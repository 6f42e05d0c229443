use crate::http::HttpApi;
use std::sync::Arc;
use taxi_dashboard_core::{execute, DashboardRequest, DashboardUpdate};
use tokio::sync::mpsc;

/// Runs dashboard requests on the tokio runtime and collects their updates.
///
/// Every request gets its own task, so a slow or failing endpoint never holds
/// up another. Completed batches are picked up by [`AppActions::drain`] on the
/// UI thread.
#[derive(Debug)]
pub struct AppActions {
    api: Arc<HttpApi>,
    tx: mpsc::UnboundedSender<Vec<DashboardUpdate>>,
    rx: mpsc::UnboundedReceiver<Vec<DashboardUpdate>>,
    in_flight: usize,
}

impl AppActions {
    pub fn new(api: HttpApi) -> Self {
        let (tx, rx) = mpsc::unbounded_channel();
        Self {
            api: Arc::new(api),
            tx,
            rx,
            in_flight: 0,
        }
    }

    pub fn api(&self) -> &HttpApi {
        &self.api
    }

    pub fn dispatch(&mut self, request: DashboardRequest) {
        let api = Arc::clone(&self.api);
        let tx = self.tx.clone();
        self.in_flight += 1;

        tokio::spawn(async move {
            let updates = execute(api.as_ref(), request).await;
            if tx.send(updates).is_err() {
                log::debug!("Dashboard closed before a request finished");
            }
        });
    }

    /// Everything that finished since the last call, in completion order.
    pub fn drain(&mut self) -> Vec<DashboardUpdate> {
        let mut updates = Vec::new();
        while let Ok(batch) = self.rx.try_recv() {
            self.in_flight = self.in_flight.saturating_sub(1);
            updates.extend(batch);
        }
        updates
    }

    /// Waits for the next finished request. `None` once nothing is pending.
    pub async fn next(&mut self) -> Option<Vec<DashboardUpdate>> {
        if self.in_flight == 0 {
            return None;
        }
        let batch = self.rx.recv().await?;
        self.in_flight = self.in_flight.saturating_sub(1);
        Some(batch)
    }

    pub const fn in_flight(&self) -> usize {
        self.in_flight
    }
}
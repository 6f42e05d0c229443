// App module for the taxi dashboard
// Holds the session, the request dispatcher and key handling

pub mod actions;
pub mod input;
pub mod state;

pub use input::handle_input;
pub use state::{App, SearchFocus};
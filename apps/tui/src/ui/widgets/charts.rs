use ratatui::layout::{Alignment, Rect};
use ratatui::style::{Color, Modifier, Style};
use ratatui::symbols::Marker;
use ratatui::text::{Line as TextLine, Span};
use ratatui::widgets::{
    Axis, Bar, BarChart, BarGroup, Block, Borders, Chart, Dataset, GraphType, Paragraph,
};
use ratatui::Frame;
use taxi_dashboard_core::charts::{ChartKind, ChartSpec, Series};
use taxi_dashboard_core::format;

fn chart_block(title: &str) -> Block<'_> {
    Block::default()
        .title(title)
        .borders(Borders::ALL)
        .border_style(Style::default().fg(Color::Cyan))
}

/// Draws `spec` with the widget matching its kind, or `empty` when there is
/// nothing to draw yet.
pub fn render_chart(f: &mut Frame<'_>, area: Rect, title: &str, spec: Option<&ChartSpec>, empty: &str) {
    let Some(spec) = spec.filter(|spec| !spec.is_empty()) else {
        let paragraph = Paragraph::new(empty)
            .block(chart_block(title))
            .alignment(Alignment::Center)
            .style(Style::default().fg(Color::Gray));
        f.render_widget(paragraph, area);
        return;
    };

    match spec.kind {
        ChartKind::Bar => render_bars(f, area, title, spec),
        ChartKind::Line | ChartKind::Scatter => render_xy(f, area, title, spec),
    }
}

#[allow(clippy::cast_possible_truncation, clippy::cast_sign_loss)]
fn render_bars(f: &mut Frame<'_>, area: Rect, title: &str, spec: &ChartSpec) {
    let Series::Categorical { labels, values } = &spec.series else {
        return;
    };

    let bars: Vec<Bar<'_>> = labels
        .iter()
        .zip(values)
        .map(|(label, value)| {
            Bar::default()
                .value(value.max(0.0).round() as u64)
                .label(TextLine::from(label.as_str()))
                .style(Style::default().fg(Color::Cyan))
                .value_style(Style::default().fg(Color::Black).bg(Color::Cyan))
        })
        .collect();

    let slots = u16::try_from(bars.len()).unwrap_or(u16::MAX).max(1);
    let bar_width = (area.width.saturating_sub(2) / slots).saturating_sub(1).max(1);

    let chart = BarChart::default()
        .block(chart_block(title))
        .data(BarGroup::default().bars(&bars))
        .bar_gap(1)
        .bar_width(bar_width);

    f.render_widget(chart, area);
}

fn render_xy(f: &mut Frame<'_>, area: Rect, title: &str, spec: &ChartSpec) {
    let points = xy_points(spec);
    let (x_bounds, y_bounds) = bounds(&points, spec.begin_at_zero);

    let graph_type = if spec.kind == ChartKind::Line {
        GraphType::Line
    } else {
        GraphType::Scatter
    };
    let dataset = Dataset::default()
        .name(spec.dataset_label.clone())
        .marker(Marker::Braille)
        .graph_type(graph_type)
        .style(Style::default().fg(Color::Yellow))
        .data(&points);

    let chart = Chart::new(vec![dataset])
        .block(chart_block(title))
        .x_axis(
            Axis::default()
                .title(spec.x_title.clone())
                .style(Style::default().fg(Color::Gray))
                .bounds(x_bounds)
                .labels(x_labels(spec, x_bounds)),
        )
        .y_axis(
            Axis::default()
                .title(spec.y_title.clone())
                .style(Style::default().fg(Color::Gray))
                .bounds(y_bounds)
                .labels([
                    Span::raw(format::locale_number(y_bounds[0])),
                    Span::styled(
                        format::locale_number(y_bounds[1]),
                        Style::default().add_modifier(Modifier::BOLD),
                    ),
                ]),
        );

    f.render_widget(chart, area);
}

/// Categorical series are plotted against their index.
fn xy_points(spec: &ChartSpec) -> Vec<(f64, f64)> {
    match &spec.series {
        Series::Categorical { values, .. } => values
            .iter()
            .enumerate()
            .map(|(index, value)| (index as f64, *value))
            .collect(),
        Series::Points(points) => points.clone(),
    }
}

fn x_labels(spec: &ChartSpec, x_bounds: [f64; 2]) -> Vec<Span<'static>> {
    match &spec.series {
        Series::Categorical { labels, .. } => match (labels.first(), labels.last()) {
            (Some(first), Some(last)) => vec![Span::raw(first.clone()), Span::raw(last.clone())],
            _ => Vec::new(),
        },
        Series::Points(_) => vec![
            Span::raw(format::locale_number(x_bounds[0])),
            Span::raw(format::locale_number(x_bounds[1])),
        ],
    }
}

/// Data extent on both axes, widened so a single point still has a range.
pub fn bounds(points: &[(f64, f64)], begin_at_zero: bool) -> ([f64; 2], [f64; 2]) {
    let fold = |pick: fn(&(f64, f64)) -> f64| {
        points.iter().map(pick).fold(None, |range: Option<[f64; 2]>, value| {
            Some(range.map_or([value, value], |[low, high]| [low.min(value), high.max(value)]))
        })
    };

    let widen = |[low, high]: [f64; 2]| {
        if (high - low).abs() < f64::EPSILON {
            [low - 1.0, high + 1.0]
        } else {
            [low, high]
        }
    };

    let x = widen(fold(|point| point.0).unwrap_or([0.0, 1.0]));
    let mut y = fold(|point| point.1).unwrap_or([0.0, 1.0]);
    if begin_at_zero {
        y[0] = y[0].min(0.0);
    }

    (x, widen(y))
}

┄┄┄┄┄┄┄┄┄┄┄┄┄┄┄┄┄┄┄┄

Lines from the beginning of the data above through the line containing "nothing is pending." are to be returned exactly, and no others.

Response to this task:
repository 6f42e05d0c229443
use crate::http::HttpApi;
use std::sync::Arc;
use taxi_dashboard_core::{execute, DashboardRequest, DashboardUpdate};
use tokio::sync::mpsc;

/// Runs dashboard requests on the tokio runtime and collects their updates.
///
/// Every request gets its own task, so a slow or failing endpoint never holds
/// up another. Completed batches are picked up by [`AppActions::drain`] on the
/// UI thread.
#[derive(Debug)]
pub struct AppActions {
    api: Arc<HttpApi>,
    tx: mpsc::UnboundedSender<Vec<DashboardUpdate>>,
    rx: mpsc::UnboundedReceiver<Vec<DashboardUpdate>>,
    in_flight: usize,
}

impl AppActions {
    pub fn new(api: HttpApi) -> Self {
        let (tx, rx) = mpsc::unbounded_channel();
        Self {
            api: Arc::new(api),
            tx,
            rx,
            in_flight: 0,
        }
    }

    pub fn api(&self) -> &HttpApi {
        &self.api
    }

    pub fn dispatch(&mut self, request: DashboardRequest) {
        let api = Arc::clone(&self.api);
        let tx = self.tx.clone();
        self.in_flight += 1;

        tokio::spawn(async move {
            let updates = execute(api.as_ref(), request).await;
            if tx.send(updates).is_err() {
                log::debug!("Dashboard closed before a request finished");
            }
        });
    }

    /// Everything that finished since the last call, in completion order.
    pub fn drain(&mut self) -> Vec<DashboardUpdate> {
        let mut updates = Vec::new();
        while let Ok(batch) = self.rx.try_recv() {
            self.in_flight = self.in_flight.saturating_sub(1);
            updates.extend(batch);
        }
        updates
    }

    /// Waits for the next finished request. `None` once nothing is pending.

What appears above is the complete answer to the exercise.